*About this task:*
Your task is to copy every line of the records below that contains "tokio".

*Materials provided:*
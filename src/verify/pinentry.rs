use std::path::PathBuf;
use std::sync::{Arc, Mutex, PoisonError};
use std::time::Duration;

use secrecy::ExposeSecret;
use zeroize::Zeroize;

use super::prompt::{VerifyPrompt, authentication_prompt, registration_prompt};
use super::{Assertion, Attestation, Verifier, VerifyError};
use crate::codec;
use crate::config::{CEREMONY_TIMEOUT_SECS, CREDENTIAL_ID_LEN};
use crate::passcode::PasscodeAuthenticator;
use crate::request::{AuthenticationRequest, RegistrationRequest};
use crate::store::credential::unix_now;
use crate::store::{CredentialRecord, VerificationMethod};

/// Verifier backed by a `pinentry` dialog: a confirmation for the platform
/// method, passcode entry checked against a [`PasscodeAuthenticator`] for
/// the passcode method.
pub struct PinentryVerifier {
    pinentry_bin:  String,
    method:        VerificationMethod,
    passcode:      Option<Arc<Mutex<PasscodeAuthenticator>>>,
    passcode_path: Option<PathBuf>,
    timeout:       Duration,
}

impl PinentryVerifier {
    pub fn platform(pinentry_bin: impl Into<String>) -> Self {
        Self::confirmation(pinentry_bin, VerificationMethod::Platform)
    }

    /// A plain OK/Deny dialog, recorded as `method` on new credentials.
    /// Passcode falls back to platform since it needs an authenticator.
    pub fn confirmation(pinentry_bin: impl Into<String>, method: VerificationMethod) -> Self {
        let method = match method {
            VerificationMethod::Passcode => VerificationMethod::Platform,
            other => other,
        };
        Self {
            pinentry_bin: pinentry_bin.into(),
            method,
            passcode: None,
            passcode_path: None,
            timeout: Duration::from_secs(CEREMONY_TIMEOUT_SECS),
        }
    }

    /// Passcode verification. When `persist_to` is set the authenticator's
    /// lockout state is saved there after every attempt.
    pub fn passcode(
        pinentry_bin: impl Into<String>,
        authenticator: Arc<Mutex<PasscodeAuthenticator>>,
        persist_to: Option<PathBuf>,
    ) -> Self {
        Self {
            method: VerificationMethod::Passcode,
            passcode: Some(authenticator),
            passcode_path: persist_to,
            ..Self::platform(pinentry_bin)
        }
    }

    pub fn with_timeout(mut self, timeout: Duration) -> Self {
        self.timeout = timeout;
        self
    }

    pub fn method(&self) -> VerificationMethod {
        self.method
    }

    async fn run_dialog<T, F>(&self, dialog: F) -> Result<T, VerifyError>
    where
        T: Send + 'static,
        F: FnOnce(&str) -> Result<T, VerifyError> + Send + 'static,
    {
        run_dialog(&self.pinentry_bin, self.timeout, dialog).await
    }

    async fn confirm(&self, prompt: VerifyPrompt) -> Result<(), VerifyError> {
        let confirmed = self
            .run_dialog(move |bin| {
                let mut dialog = ::pinentry::ConfirmationDialog::with_binary(bin)
                    .ok_or_else(|| VerifyError::Unavailable(format!("pinentry binary not found: {bin}")))?;
                dialog
                    .with_ok("Confirm")
                    .with_cancel("Deny")
                    .confirm(&format!("{}\n\n{}", prompt.title, prompt.description))
                    .map_err(dialog_error)
            })
            .await?;
        if confirmed {
            Ok(())
        } else {
            Err(VerifyError::Denied("user declined".into()))
        }
    }

    async fn enter_passcode(&self, prompt: VerifyPrompt) -> Result<String, VerifyError> {
        self.run_dialog(move |bin| passcode_dialog(bin, &prompt, None)).await
    }

    fn authenticator(&self) -> Result<&Arc<Mutex<PasscodeAuthenticator>>, VerifyError> {
        self.passcode
            .as_ref()
            .ok_or_else(|| VerifyError::Unavailable("no passcode authenticator configured".into()))
    }

    async fn verify_user(&self, prompt: VerifyPrompt) -> Result<(), VerifyError> {
        if self.method != VerificationMethod::Passcode {
            return self.confirm(prompt).await;
        }

        let auth = self.authenticator()?;
        let remaining = self.lockout_remaining_secs();
        if remaining > 0 {
            return Err(VerifyError::LockedOut { remaining_secs: remaining });
        }

        let mut candidate = self.enter_passcode(prompt).await?;
        let result = {
            let mut guard = auth.lock().unwrap_or_else(PoisonError::into_inner);
            let result = guard.verify(&candidate, unix_now());
            if let Some(path) = &self.passcode_path {
                if let Err(e) = guard.save(path) {
                    tracing::warn!(path = %path.display(), error = %e, "Failed to persist passcode state");
                }
            }
            result
        };
        candidate.zeroize();
        result.map_err(VerifyError::from)
    }
}

async fn run_dialog<T, F>(pinentry_bin: &str, timeout: Duration, dialog: F) -> Result<T, VerifyError>
where
    T: Send + 'static,
    F: FnOnce(&str) -> Result<T, VerifyError> + Send + 'static,
{
    let bin = pinentry_bin.to_string();
    let join = tokio::task::spawn_blocking(move || dialog(&bin));
    match tokio::time::timeout(timeout, join).await {
        Err(_) => Err(VerifyError::Timeout),
        Ok(Err(e)) => Err(VerifyError::Unavailable(e.to_string())),
        Ok(Ok(result)) => result,
    }
}

fn passcode_dialog(
    bin: &str,
    prompt: &VerifyPrompt,
    confirmation: Option<&str>,
) -> Result<String, VerifyError> {
    let mut input = ::pinentry::PassphraseInput::with_binary(bin)
        .ok_or_else(|| VerifyError::Unavailable(format!("pinentry binary not found: {bin}")))?;
    input
        .with_title(&prompt.title)
        .with_description(&prompt.description)
        .with_prompt("Passcode:")
        .with_ok("OK")
        .with_cancel("Cancel");
    if let Some(confirm_prompt) = confirmation {
        input.with_confirmation(confirm_prompt, "Passcodes do not match");
    }
    input
        .interact()
        .map(|secret| secret.expose_secret().to_string())
        .map_err(dialog_error)
}

/// Only a user cancel counts as `Cancelled`; transport failures surface as
/// `Unavailable`.
fn dialog_error(err: ::pinentry::Error) -> VerifyError {
    match err {
        ::pinentry::Error::Cancelled => VerifyError::Cancelled,
        ::pinentry::Error::Timeout => VerifyError::Timeout,
        other => VerifyError::Unavailable(other.to_string()),
    }
}

/// Ask for a passcode outside any ceremony (passcode management). With
/// `confirm` the user types it twice.
pub async fn ask_passcode(
    pinentry_bin: &str,
    description: &str,
    confirm: bool,
) -> Result<String, VerifyError> {
    let prompt = VerifyPrompt {
        title: "passrite".to_string(),
        description: description.to_string(),
    };
    run_dialog(
        pinentry_bin,
        Duration::from_secs(CEREMONY_TIMEOUT_SECS),
        move |bin| passcode_dialog(bin, &prompt, confirm.then_some("Repeat passcode:")),
    )
    .await
}

#[async_trait::async_trait]
impl Verifier for PinentryVerifier {
    async fn register(&self, request: &RegistrationRequest) -> Result<Attestation, VerifyError> {
        let prompt = registration_prompt(
            &request.rp().id,
            &request.rp().name,
            &request.user().display_name,
            self.method,
        );
        self.verify_user(prompt).await?;
        tracing::info!(method = %self.method, "User verification confirmed");

        let credential_id = codec::random_bytes(CREDENTIAL_ID_LEN)
            .map_err(|e| VerifyError::Unavailable(e.to_string()))?;
        Ok(Attestation {
            credential_id,
            verification_method: self.method,
        })
    }

    async fn authenticate(
        &self,
        request: &AuthenticationRequest,
        candidates: &[CredentialRecord],
    ) -> Result<Assertion, VerifyError> {
        let mut allowed = candidates.iter().filter(|c| request.allows(&c.credential_id));
        let chosen = allowed
            .clone()
            .find(|c| c.verification_method == self.method)
            .or_else(|| allowed.next())
            .ok_or(VerifyError::NoEligibleCredential)?;

        let prompt = authentication_prompt(
            request.rp_id(),
            Some(chosen.user_display_name.as_str()),
            self.method,
        );
        self.verify_user(prompt).await?;
        tracing::info!(method = %self.method, "User verification confirmed");

        Ok(Assertion {
            credential_id: chosen.credential_id.clone(),
        })
    }

    fn lockout_remaining_secs(&self) -> u64 {
        self.passcode.as_ref().map_or(0, |auth| {
            auth.lock()
                .unwrap_or_else(PoisonError::into_inner)
                .lockout()
                .remaining_secs(unix_now())
        })
    }

    fn attempts_remaining(&self) -> Option<u32> {
        self.passcode.as_ref().map(|auth| {
            auth.lock()
                .unwrap_or_else(PoisonError::into_inner)
                .lockout()
                .attempts_remaining()
        })
    }
}
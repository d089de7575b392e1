use std::env;
use std::fmt;

use thiserror::Error;
use tracing::debug;
use url::Url;

pub const DEFAULT_BASE_URL: &str = "https://network-api.onefootball.com";

pub const BASE_URL_ENV_VAR: &str = "ONEFOOTBALL_BASE_URL";
pub const LOGIN_ENV_VAR: &str = "ONEFOOTBALL_LOGIN";
pub const PASSWORD_ENV_VAR: &str = "ONEFOOTBALL_PASSWORD";

#[derive(Debug, Error)]
pub enum ConfigurationError {
    #[error("missing value for property {name:?}")]
    MissingRequiredPropertyValue { name: String },
    #[error("invalid base URL {value:?}: {source}")]
    InvalidBaseUrl {
        value: String,
        #[source]
        source: url::ParseError,
    },
}

/// Connection settings for the OneFootball Network API.
///
/// Each property resolves from an explicit builder argument first, then from
/// the process environment (a `.env` file is honored), then from the
/// documented default. Only the base URL has a default; login and password
/// are required. Credentials live in process memory only.
#[derive(Clone)]
pub struct Settings {
    base_url: Url,
    login: String,
    password: String,
}

impl Settings {
    pub fn builder() -> SettingsBuilder {
        SettingsBuilder::new()
    }

    /// Resolve all settings from the environment alone.
    pub fn from_env() -> Result<Settings, ConfigurationError> {
        Settings::builder().build()
    }

    pub fn base_url(&self) -> &Url {
        &self.base_url
    }

    pub fn login(&self) -> &str {
        &self.login
    }

    pub fn password(&self) -> &str {
        &self.password
    }
}

impl fmt::Debug for Settings {
    fn fmt(&self, f: &mut fmt::Formatter<'_>) -> fmt::Result {
        // keep the password out of logs
        f.debug_struct("Settings")
            .field("base_url", &self.base_url.as_str())
            .field("login", &self.login)
            .field("password", &"********")
            .finish()
    }
}

#[derive(Debug, Default)]
pub struct SettingsBuilder {
    base_url: Option<String>,
    login: Option<String>,
    password: Option<String>,
}

impl SettingsBuilder {
    fn new() -> SettingsBuilder {
        SettingsBuilder::default()
    }

    pub fn base_url(&mut self, base_url: &str) -> &mut SettingsBuilder {
        self.base_url = Some(base_url.to_string());
        self
    }

    pub fn login(&mut self, login: &str) -> &mut SettingsBuilder {
        self.login = Some(login.to_string());
        self
    }

    pub fn password(&mut self, password: &str) -> &mut SettingsBuilder {
        self.password = Some(password.to_string());
        self
    }

    pub fn build(&self) -> Result<Settings, ConfigurationError> {
        // A .env file in the working directory joins the environment lookup.
        dotenvy::dotenv().ok();

        let base_url = resolve(self.base_url.as_deref(), BASE_URL_ENV_VAR)
            .unwrap_or_else(|| DEFAULT_BASE_URL.to_string());
        let base_url =
            Url::parse(&base_url).map_err(|source| ConfigurationError::InvalidBaseUrl {
                value: base_url.clone(),
                source,
            })?;

        let login = resolve(self.login.as_deref(), LOGIN_ENV_VAR).ok_or_else(|| {
            ConfigurationError::MissingRequiredPropertyValue {
                name: "login".to_string(),
            }
        })?;
        let password = resolve(self.password.as_deref(), PASSWORD_ENV_VAR).ok_or_else(|| {
            ConfigurationError::MissingRequiredPropertyValue {
                name: "password".to_string(),
            }
        })?;

        debug!("resolved settings for {}", base_url);
        Ok(Settings {
            base_url,
            login,
            password,
        })
    }
}

fn resolve(explicit: Option<&str>, env_var: &str) -> Option<String> {
    match explicit {
        Some(value) => Some(value.to_string()),
        None => env::var(env_var).ok().filter(|value| !value.is_empty()),
    }
}
use std::fs;
use std::path::Path;

use clap::CommandFactory;

// cli.rs only depends on clap + clap_complete, both build-dependencies.
#[path = "src/cli.rs"]
mod cli;

fn main() {
    println!("cargo::rerun-if-changed=src/cli.rs");

    let out_dir = std::env::var_os("OUT_DIR").expect("OUT_DIR not set by Cargo");
    let man_dir = Path::new(&out_dir).join("man");
    fs::create_dir_all(&man_dir).expect("failed to create man output directory");

    generate_manpages(&cli::Cli::command(), &man_dir);
}

/// Write `<name>.1` for `cmd`, then recurse as `<name>-<sub>.1`.
fn generate_manpages(cmd: &clap::Command, dir: &Path) {
    let name = cmd.get_name().to_owned();
    let path = dir.join(format!("{name}.1"));

    let mut buf = Vec::new();
    clap_mangen::Man::new(cmd.clone())
        .render(&mut buf)
        .unwrap_or_else(|e| panic!("failed to render man page for `{name}`: {e}"));
    fs::write(&path, buf).unwrap_or_else(|e| panic!("failed to write {}: {e}", path.display()));

    for sub in cmd.get_subcommands().filter(|s| !s.is_hide_set()) {
        let sub = sub.clone().name(format!("{name}-{}", sub.get_name()));
        generate_manpages(&sub, dir);
    }
}
mod cli;
mod commands;
mod error;
mod output;

use clap::Parser;
use tracing_subscriber::EnvFilter;

use crate::cli::{Cli, Command, GlobalOpts, LogFormat};
use crate::error::{CliError, exit_code};

#[tokio::main]
async fn main() {
    let cli = Cli::parse();

    init_tracing(&cli.global);

    let code = match run(cli).await {
        Ok(()) => exit_code::SUCCESS,
        Err(err) => {
            let code = err.exit_code();
            eprintln!("{:?}", miette::Report::new(err));
            code
        }
    };
    std::process::exit(code);
}

/// Logs go to stderr. `RUST_LOG` wins over `-v` / `-q`.
fn init_tracing(global: &GlobalOpts) {
    let level = if global.quiet {
        "error"
    } else {
        match global.verbose {
            0 => "warn",
            1 => "info",
            2 => "debug",
            _ => "trace",
        }
    };
    let filter = EnvFilter::try_from_default_env().unwrap_or_else(|_| EnvFilter::new(level));

    let builder = tracing_subscriber::fmt()
        .with_env_filter(filter)
        .with_writer(std::io::stderr)
        .with_target(false);
    match global.log_format {
        LogFormat::Text => builder.init(),
        LogFormat::Json => builder.json().init(),
    }
}

async fn run(cli: Cli) -> Result<(), CliError> {
    match cli.command {
        // Config commands manage the file themselves
        Command::Config(args) => commands::config_cmd::handle(args, &cli.global),

        Command::Completions(args) => {
            use clap::CommandFactory;
            use clap_complete::generate;

            let mut cmd = Cli::command();
            generate(args.shell, &mut cmd, "netpulse", &mut std::io::stdout());
            Ok(())
        }

        cmd => {
            let config = netpulse_config::load_config(cli.global.config.as_deref())?;
            let ctx = commands::Context::new(config, &cli.global);

            tracing::debug!(command = ?cmd, "dispatching command");
            commands::dispatch(cmd, &ctx).await
        }
    }
}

*Answer to this task:*
    let join = tokio::task::spawn_blocking(move || dialog(&bin));
    match tokio::time::timeout(timeout, join).await {
#[tokio::main]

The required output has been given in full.